[Saved entries]
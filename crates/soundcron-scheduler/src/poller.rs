use std::collections::{BTreeSet, HashMap};
use std::sync::Arc;
use std::time::Duration;

use chrono::{DateTime, Utc};
use tokio::sync::watch;
use tokio::time::MissedTickBehavior;
use tracing::{debug, error, info, warn};

use soundcron_core::{
    dispatch::Dispatcher,
    membership::{most_populated_voice_channel, MembershipLookup},
    DispatchedJob, Occurrence,
};

use crate::{error::Result, store::ScheduleStore};

/// What one poll cycle did. Returned by [`Poller::tick_at`] for logging and tests.
#[derive(Debug, Default, Clone, PartialEq, Eq)]
pub struct TickSummary {
    pub claimed: usize,
    pub dispatched: usize,
    /// Occurrences dropped because their guild had no occupied voice channel
    /// or the lookup failed.
    pub skipped: usize,
    pub dispatch_failed: bool,
    pub refreshed: usize,
    pub refresh_failures: usize,
}

/// Control loop: claim due occurrences, resolve a channel, dispatch, refill.
pub struct Poller {
    store: Arc<ScheduleStore>,
    membership: Arc<dyn MembershipLookup>,
    dispatcher: Arc<dyn Dispatcher>,
    interval: Duration,
    lookahead: chrono::Duration,
}

impl Poller {
    pub fn new(
        store: Arc<ScheduleStore>,
        membership: Arc<dyn MembershipLookup>,
        dispatcher: Arc<dyn Dispatcher>,
        interval: Duration,
        lookahead: Duration,
    ) -> Self {
        Self {
            store,
            membership,
            dispatcher,
            interval,
            lookahead: chrono::Duration::from_std(lookahead)
                .unwrap_or_else(|_| chrono::Duration::seconds(60)),
        }
    }

    /// Poll every `interval` until `shutdown` broadcasts `true`.
    ///
    /// A tick runs to completion before the next one starts; ticks that would
    /// have fired meanwhile are skipped, not queued.
    pub async fn run(self, mut shutdown: watch::Receiver<bool>) {
        info!(
            interval_secs = self.interval.as_secs(),
            lookahead_secs = self.lookahead.num_seconds(),
            "poller started"
        );

        let mut interval = tokio::time::interval(self.interval);
        interval.set_missed_tick_behavior(MissedTickBehavior::Skip);
        loop {
            tokio::select! {
                _ = interval.tick() => {
                    match self.tick_at(Utc::now()).await {
                        Ok(summary) if summary.claimed > 0 => {
                            info!(
                                claimed = summary.claimed,
                                dispatched = summary.dispatched,
                                skipped = summary.skipped,
                                refreshed = summary.refreshed,
                                "poll cycle complete"
                            );
                        }
                        Ok(_) => debug!("nothing due"),
                        Err(e) => error!("poll cycle failed: {e}"),
                    }
                }
                _ = shutdown.changed() => {
                    if *shutdown.borrow() {
                        info!("poller shutting down");
                        break;
                    }
                }
            }
        }
    }

    /// Run one poll cycle as if the wall clock read `now`.
    ///
    /// Only a failed claim is returned as an error; lookup, dispatch and
    /// refresh failures are logged and reflected in the summary.
    pub async fn tick_at(&self, now: DateTime<Utc>) -> Result<TickSummary> {
        let claimed = self.store.claim_due_at(now, now + self.lookahead)?;
        let mut summary = TickSummary {
            claimed: claimed.len(),
            ..TickSummary::default()
        };
        if claimed.is_empty() {
            return Ok(summary);
        }

        let jobs = self.resolve_channels(&claimed).await;
        summary.skipped = claimed.len() - jobs.len();

        if !jobs.is_empty() {
            match self.dispatcher.dispatch(&jobs).await {
                Ok(()) => summary.dispatched = jobs.len(),
                Err(e) => {
                    summary.dispatch_failed = true;
                    // Claimed rows are not re-claimable; these occurrences are lost.
                    for job in &jobs {
                        error!(
                            soundcron_id = %job.soundcron_id,
                            job_name = %job.name,
                            guild_id = %job.guild_id,
                            run_at = %job.run_at,
                            target_channel_id = %job.target_channel_id,
                            "dispatch failed after claim: {e}"
                        );
                    }
                }
            }
        }

        let touched: BTreeSet<&str> = claimed.iter().map(|o| o.soundcron_id.as_str()).collect();
        for soundcron_id in touched {
            match self.store.refresh_schedule_at(soundcron_id, now) {
                Ok(_) => summary.refreshed += 1,
                Err(e) => {
                    summary.refresh_failures += 1;
                    warn!(soundcron_id, "schedule refresh failed: {e}");
                }
            }
        }

        Ok(summary)
    }

    /// Map each occurrence to a job aimed at its guild's busiest voice channel.
    /// Each guild is looked up once per tick.
    async fn resolve_channels(&self, occurrences: &[Occurrence]) -> Vec<DispatchedJob> {
        let mut targets: HashMap<&str, Option<String>> = HashMap::new();
        let mut jobs = Vec::with_capacity(occurrences.len());

        for occ in occurrences {
            let guild_id = occ.guild_id.as_str();
            if !targets.contains_key(guild_id) {
                let target = match self.membership.guild_channels(guild_id).await {
                    Ok(channels) => {
                        most_populated_voice_channel(&channels).map(|c| c.id.clone())
                    }
                    Err(e) => {
                        warn!(guild_id, "channel lookup failed: {e}");
                        None
                    }
                };
                targets.insert(guild_id, target);
            }

            match targets.get(guild_id).and_then(|t| t.as_ref()) {
                Some(channel_id) => {
                    jobs.push(DispatchedJob::from_occurrence(occ.clone(), channel_id.clone()))
                }
                None => debug!(
                    soundcron_id = %occ.soundcron_id,
                    guild_id,
                    run_at = %occ.run_at,
                    "no occupied voice channel, occurrence skipped"
                ),
            }
        }
        jobs
    }
}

**Task item**
After identifying the lines above that contain "MembershipLookup", copy each one.

**Finished exercise**
    membership::{most_populated_voice_channel, MembershipLookup},
    membership: Arc<dyn MembershipLookup>,
        membership: Arc<dyn MembershipLookup>,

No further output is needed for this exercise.